> **ENTRIES PROVIDED**:
####

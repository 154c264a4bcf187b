//! Full path: configure → scrape → exposition text.

use std::collections::HashMap;
use std::io::Write;
use std::sync::Arc;

use perfex_core::config::{CollectorSettings, register_flags};
use perfex_core::provider::{
    CounterInstance, CounterObject, FileProvider, MockProvider, SnapshotData,
};
use perfex_core::{Exporter, OrchestratorConfig, Registry, ScrapeStatus};

fn snapshot_file(data: &SnapshotData) -> tempfile::NamedTempFile {
    let mut file = tempfile::NamedTempFile::new().unwrap();
    file.write_all(serde_json::to_string(data).unwrap().as_bytes())
        .unwrap();
    file
}

fn host() -> SnapshotData {
    SnapshotData::from([
        (
            "Network Interface".to_string(),
            CounterObject::new("Network Interface")
                .with_instance(
                    CounterInstance::new("Ethernet 1").with("Bytes Received/sec", 1000.0),
                )
                .with_instance(CounterInstance::new("Loopback Pseudo-Interface 1")),
        ),
        (
            "MSMQ Queue".to_string(),
            CounterObject::new("MSMQ Queue")
                .with_instance(
                    CounterInstance::new("Computer Queues").with("Messages in Queue", 9.0),
                )
                .with_instance(
                    CounterInstance::new("FS01\\private$\\Orders").with("Messages in Queue", 4.0),
                ),
        ),
    ])
}

#[tokio::test]
async fn test_file_snapshot_to_exposition() {
    let file = snapshot_file(&host());
    let registry = Registry::with_builtin().unwrap();
    let exporter = Exporter::from_settings(
        &registry,
        "[defaults]",
        &HashMap::new(),
        Arc::new(FileProvider::new(file.path())),
        OrchestratorConfig::default(),
    )
    .unwrap();

    let outcome = exporter.scrape(None).await.unwrap();
    assert_eq!(outcome.status, ScrapeStatus::Success);

    let text = Exporter::render(&outcome).unwrap();
    assert!(text.contains("# TYPE windows_net_bytes_received_total counter"));
    assert!(text.contains("windows_net_bytes_received_total{nic=\"Ethernet_1\"} 1000"));
    assert!(text.contains("nic=\"Loopback_Pseudo_Interface_1\""));
    assert!(text.contains("windows_msmq_messages_in_queue{name=\"fs01\\\\private$\\\\orders\"} 4"));
    assert!(!text.contains("computer queues"));
    assert!(text.contains("windows_exporter_collector_success{collector=\"msmq\"} 1"));
    assert!(text.contains("windows_exporter_collector_success{collector=\"net\"} 1"));
    assert!(text.contains("# TYPE windows_exporter_collector_duration_seconds gauge"));
}

#[tokio::test]
async fn test_missing_object_is_partial_failure() {
    let file = snapshot_file(&host());
    let registry = Registry::with_builtin().unwrap();
    let exporter = Exporter::from_settings(
        &registry,
        "net,dfsr",
        &HashMap::new(),
        Arc::new(FileProvider::new(file.path())),
        OrchestratorConfig::default(),
    )
    .unwrap();

    let outcome = exporter.scrape(None).await.unwrap();
    assert_eq!(outcome.status, ScrapeStatus::PartialFailure);

    let text = Exporter::render(&outcome).unwrap();
    assert!(text.contains("windows_exporter_collector_success{collector=\"dfsr\"} 0"));
    assert!(text.contains("windows_exporter_collector_success{collector=\"net\"} 1"));
    assert!(text.contains("windows_net_bytes_received_total"));
}

#[tokio::test]
async fn test_unreadable_snapshot_fails_cycle() {
    let registry = Registry::with_builtin().unwrap();
    let exporter = Exporter::from_settings(
        &registry,
        "net",
        &HashMap::new(),
        Arc::new(FileProvider::new("/nonexistent/perfex/snapshot.json")),
        OrchestratorConfig::default(),
    )
    .unwrap();

    assert!(exporter.scrape(None).await.is_err());
}

#[tokio::test]
async fn test_flag_binding_filters_nics() {
    let registry = Registry::with_builtin().unwrap();
    let cmd = register_flags(clap::Command::new("perfexd"), registry.options());
    let matches = cmd
        .try_get_matches_from(["perfexd", "--collector.net.nic-blacklist", "Loopback.*"])
        .unwrap();

    let exporter = Exporter::configure(
        &registry,
        "net",
        Arc::new(MockProvider::new().with_object(host()["Network Interface"].clone())),
        OrchestratorConfig::default(),
        |options| CollectorSettings::from_matches(options, &matches),
    )
    .unwrap();

    let outcome = exporter.scrape(None).await.unwrap();
    let nics: Vec<&str> = outcome
        .samples
        .iter()
        .filter(|s| s.name == "windows_net_bytes_total")
        .filter_map(|s| s.label_value("nic"))
        .collect();
    assert_eq!(nics, vec!["Ethernet_1"]);
}

#[test]
fn test_map_and_flags_bind_identically() {
    let registry = Registry::with_builtin().unwrap();
    let options = registry.descriptor("net").unwrap().options();

    let map = HashMap::from([(
        "collector.net.nic-whitelist".to_string(),
        "Ethernet.*".to_string(),
    )]);
    let from_map = CollectorSettings::from_map(options, &map);

    let matches = register_flags(clap::Command::new("perfexd"), options)
        .try_get_matches_from(["perfexd", "--collector.net.nic-whitelist", "Ethernet.*"])
        .unwrap();
    let from_flags = CollectorSettings::from_matches(options, &matches);

    assert_eq!(from_map, from_flags);
}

####

> **DESCRIPTION OF THE TASK**:
Repeat the material exactly, please, so that each line matches its source.

> **ANSWER SPACE**:
repository 154c264a4bcf187b
//! Full path: configure → scrape → exposition text.

use std::collections::HashMap;
use std::io::Write;
use std::sync::Arc;

use perfex_core::config::{CollectorSettings, register_flags};
use perfex_core::provider::{
    CounterInstance, CounterObject, FileProvider, MockProvider, SnapshotData,
};
use perfex_core::{Exporter, OrchestratorConfig, Registry, ScrapeStatus};

fn snapshot_file(data: &SnapshotData) -> tempfile::NamedTempFile {
    let mut file = tempfile::NamedTempFile::new().unwrap();
    file.write_all(serde_json::to_string(data).unwrap().as_bytes())
        .unwrap();
    file
}

fn host() -> SnapshotData {
    SnapshotData::from([
        (
            "Network Interface".to_string(),
            CounterObject::new("Network Interface")
                .with_instance(
                    CounterInstance::new("Ethernet 1").with("Bytes Received/sec", 1000.0),
                )
                .with_instance(CounterInstance::new("Loopback Pseudo-Interface 1")),
        ),
        (
            "MSMQ Queue".to_string(),
            CounterObject::new("MSMQ Queue")
                .with_instance(
                    CounterInstance::new("Computer Queues").with("Messages in Queue", 9.0),
                )
                .with_instance(
                    CounterInstance::new("FS01\\private$\\Orders").with("Messages in Queue", 4.0),
                ),
        ),
    ])
}

#[tokio::test]
async fn test_file_snapshot_to_exposition() {
    let file = snapshot_file(&host());
    let registry = Registry::with_builtin().unwrap();
    let exporter = Exporter::from_settings(
        &registry,
        "[defaults]",
        &HashMap::new(),
        Arc::new(FileProvider::new(file.path())),
        OrchestratorConfig::default(),
    )
    .unwrap();

    let outcome = exporter.scrape(None).await.unwrap();
    assert_eq!(outcome.status, ScrapeStatus::Success);

    let text = Exporter::render(&outcome).unwrap();
    assert!(text.contains("# TYPE windows_net_bytes_received_total counter"));
    assert!(text.contains("windows_net_bytes_received_total{nic=\"Ethernet_1\"} 1000"));
    assert!(text.contains("nic=\"Loopback_Pseudo_Interface_1\""));
    assert!(text.contains("windows_msmq_messages_in_queue{name=\"fs01\\\\private$\\\\orders\"} 4"));
    assert!(!text.contains("computer queues"));
    assert!(text.contains("windows_exporter_collector_success{collector=\"msmq\"} 1"));
    assert!(text.contains("windows_exporter_collector_success{collector=\"net\"} 1"));
    assert!(text.contains("# TYPE windows_exporter_collector_duration_seconds gauge"));
}

#[tokio::test]
async fn test_missing_object_is_partial_failure() {
    let file = snapshot_file(&host());
    let registry = Registry::with_builtin().unwrap();
    let exporter = Exporter::from_settings(
        &registry,
        "net,dfsr",
        &HashMap::new(),
        Arc::new(FileProvider::new(file.path())),
        OrchestratorConfig::default(),
    )
    .unwrap();

    let outcome = exporter.scrape(None).await.unwrap();
    assert_eq!(outcome.status, ScrapeStatus::PartialFailure);

    let text = Exporter::render(&outcome).unwrap();
    assert!(text.contains("windows_exporter_collector_success{collector=\"dfsr\"} 0"));
    assert!(text.contains("windows_exporter_collector_success{collector=\"net\"} 1"));
    assert!(text.contains("windows_net_bytes_received_total"));
}

#[tokio::test]
async fn test_unreadable_snapshot_fails_cycle() {
    let registry = Registry::with_builtin().unwrap();
    let exporter = Exporter::from_settings(
        &registry,
        "net",
        &HashMap::new(),
        Arc::new(FileProvider::new("/nonexistent/perfex/snapshot.json")),
        OrchestratorConfig::default(),
    )
    .unwrap();

    assert!(exporter.scrape(None).await.is_err());
}

#[tokio::test]
async fn test_flag_binding_filters_nics() {
    let registry = Registry::with_builtin().unwrap();
    let cmd = register_flags(clap::Command::new("perfexd"), registry.options());
    let matches = cmd
        .try_get_matches_from(["perfexd", "--collector.net.nic-blacklist", "Loopback.*"])
        .unwrap();

    let exporter = Exporter::configure(
        &registry,
        "net",
        Arc::new(MockProvider::new().with_object(host()["Network Interface"].clone())),
        OrchestratorConfig::default(),
        |options| CollectorSettings::from_matches(options, &matches),
    )
    .unwrap();

    let outcome = exporter.scrape(None).await.unwrap();
    let nics: Vec<&str> = outcome
        .samples
        .iter()
        .filter(|s| s.name == "windows_net_bytes_total")
        .filter_map(|s| s.label_value("nic"))
        .collect();
    assert_eq!(nics, vec!["Ethernet_1"]);
}

#[test]
fn test_map_and_flags_bind_identically() {
    let registry = Registry::with_builtin().unwrap();
    let options = registry.descriptor("net").unwrap().options();

    let map = HashMap::from([(
        "collector.net.nic-whitelist".to_string(),
        "Ethernet.*".to_string(),
    )]);
    let from_map = CollectorSettings::from_map(options, &map);

    let matches = register_flags(clap::Command::new("perfexd"), options)
        .try_get_matches_from(["perfexd", "--collector.net.nic-whitelist", "Ethernet.*"])
        .unwrap();
    let from_flags = CollectorSettings::from_matches(options, &matches);

    assert_eq!(from_map, from_flags);
}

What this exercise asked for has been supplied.